TimeNuggets is a new iOS app from independent developer Yermek Balabekov. It’s available now as a free ad-supported download from the App Store, but after 30 days requires a $4.99 in-app purchase to maintain full functionality for a year.
TimeNuggets is a task manager that encourages its users to think about the priority of the tasks they want to complete. Upon creating a new task in the app, it must be assigned to one of four priority strata — A, B, C or D, with A being high priority “must be done today” tasks and D being “zero priority” tasks which don’t really need to be done at all — and then it is arranged on to an attractive chart at the top of the screen, effectively showing a “stack” of tasks in order of priority
Tapping on a task marks it as completed and contributes to a percentage completion rating for each of the four categories. In this manner, the app is intended to get users thinking about whether they are correctly choosing the correct tasks to perform each day, or whether they are putting off important things to do things that could either wait or which don’t need to be done at all. To this end, the full version of the app (available free for 30 days, but which much be unlocked with the in-app purchase after that point) allows the user to view a graph plotting their completion percentages for each of the four priority strata over time, allowing them to see if they are correctly managing their time. Data may be viewed over a custom period of time by selecting start and end dates from a calendar, or by using preset “Last 7 days” and “Last 30 days” buttons.
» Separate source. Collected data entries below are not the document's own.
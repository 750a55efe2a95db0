//! Session domain types and resource-name validation.

use chrono::{DateTime, Utc};
use regex::Regex;
use serde::{Deserialize, Serialize};
use std::collections::HashMap;
use std::sync::LazyLock;

use crate::error::{Error, Result};

/// Maximum length of a workspace, session, or peer name.
pub const MAX_RESOURCE_NAME_LEN: usize = 100;

static RESOURCE_NAME: LazyLock<Regex> =
    LazyLock::new(|| Regex::new(r"^[a-zA-Z0-9_-]+$").expect("resource name pattern is valid"));

/// Check a workspace/session/peer name: 1–100 chars of `[a-zA-Z0-9_-]`.
pub fn validate_resource_name(name: &str) -> Result<()> {
    if name.is_empty() || name.len() > MAX_RESOURCE_NAME_LEN {
        return Err(Error::Validation(format!(
            "name must be 1-{MAX_RESOURCE_NAME_LEN} characters, got {}",
            name.len()
        )));
    }
    if !RESOURCE_NAME.is_match(name) {
        return Err(Error::Validation(format!(
            "name '{name}' may only contain letters, digits, '_' and '-'"
        )));
    }
    Ok(())
}

/// Per-peer observation settings within one session.
#[derive(Debug, Clone, Default, PartialEq, Eq, Serialize, Deserialize)]
pub struct SessionPeerConfig {
    /// Whether this peer forms a session-level view of the other peers.
    #[serde(default)]
    pub observe_others: bool,

    /// Whether other peers may form a session-level view of this peer.
    #[serde(default, skip_serializing_if = "Option::is_none")]
    pub observe_me: Option<bool>,
}

/// A conversation session inside a workspace.
#[derive(Debug, Clone, PartialEq, Serialize, Deserialize)]
pub struct Session {
    #[serde(rename = "id")]
    pub name: String,

    pub is_active: bool,

    #[serde(rename = "workspace_id")]
    pub workspace_name: String,

    #[serde(default)]
    pub metadata: serde_json::Map<String, serde_json::Value>,

    #[serde(default)]
    pub configuration: serde_json::Map<String, serde_json::Value>,

    pub created_at: DateTime<Utc>,
}

impl Session {
    pub fn new(workspace: impl Into<String>, name: impl Into<String>) -> Self {
        Self {
            name: name.into(),
            is_active: true,
            workspace_name: workspace.into(),
            metadata: serde_json::Map::new(),
            configuration: serde_json::Map::new(),
            created_at: Utc::now(),
        }
    }
}

/// Body of a get-or-create request. The name may be omitted when the
/// caller's capability is scoped to a single session.
#[derive(Debug, Clone, Default, Serialize, Deserialize)]
pub struct SessionCreate {
    #[serde(default, rename = "id", skip_serializing_if = "Option::is_none")]
    pub name: Option<String>,

    #[serde(default, skip_serializing_if = "Option::is_none")]
    pub metadata: Option<serde_json::Map<String, serde_json::Value>>,

    #[serde(default, rename = "peers", skip_serializing_if = "Option::is_none")]
    pub peer_names: Option<HashMap<String, SessionPeerConfig>>,

    #[serde(default, skip_serializing_if = "Option::is_none")]
    pub configuration: Option<serde_json::Map<String, serde_json::Value>>,
}

/// Partial update of a session. `None` fields are left untouched.
#[derive(Debug, Clone, Default, Serialize, Deserialize)]
pub struct SessionUpdate {
    #[serde(default)]
    pub metadata: Option<serde_json::Map<String, serde_json::Value>>,

    #[serde(default)]
    pub configuration: Option<serde_json::Map<String, serde_json::Value>>,
}
//! Session context assembly for Colloquy.
//!
//! Builds the payload a caller feeds to a model: the best-fitting session
//! summary plus as many recent messages as the remaining budget allows.
//!
//! | Step | Component | Pure |
//! |------|-----------|------|
//! | 1. Count | [`token`]: cl100k_base token counts, fixed at message creation | yes |
//! | 2. Allocate | [`allocator`]: 40% summary ceiling, long/short tie-break | yes |
//! | 3. Assemble | [`assembler`]: fetch summaries, allocate, fetch message window | no |

pub mod allocator;
pub mod assembler;
pub mod token;

pub use allocator::{Allocation, AllocationRequest, allocate, summary_budget};
pub use assembler::{ContextAssembler, ContextOptions, ContextPayload, DEFAULT_TOKEN_LIMIT};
That’s essentially all TimeNuggets does. It’s a simple app with a clear purpose, and it has the potential to help perpetual procrastinators manage their time a bit more effectively. That said, as a task manager it is left somewhat wanting in terms of features; there’s no means of setting due dates or reminders, for example, and no means of synchronizing with other devices or online services. As such, it’s somewhat questionable as to whether or not the app is really worth paying for after the initial 30 days are up. There are a hefty number of iOS-based productivity apps that perform similar functions available for no cost whatsoever, so TimeNuggets really needs to add some more outstanding features before it’s in a position where users will be willing to pay money for it — at present, its only real distinguishing feature is the stat-tracking over time.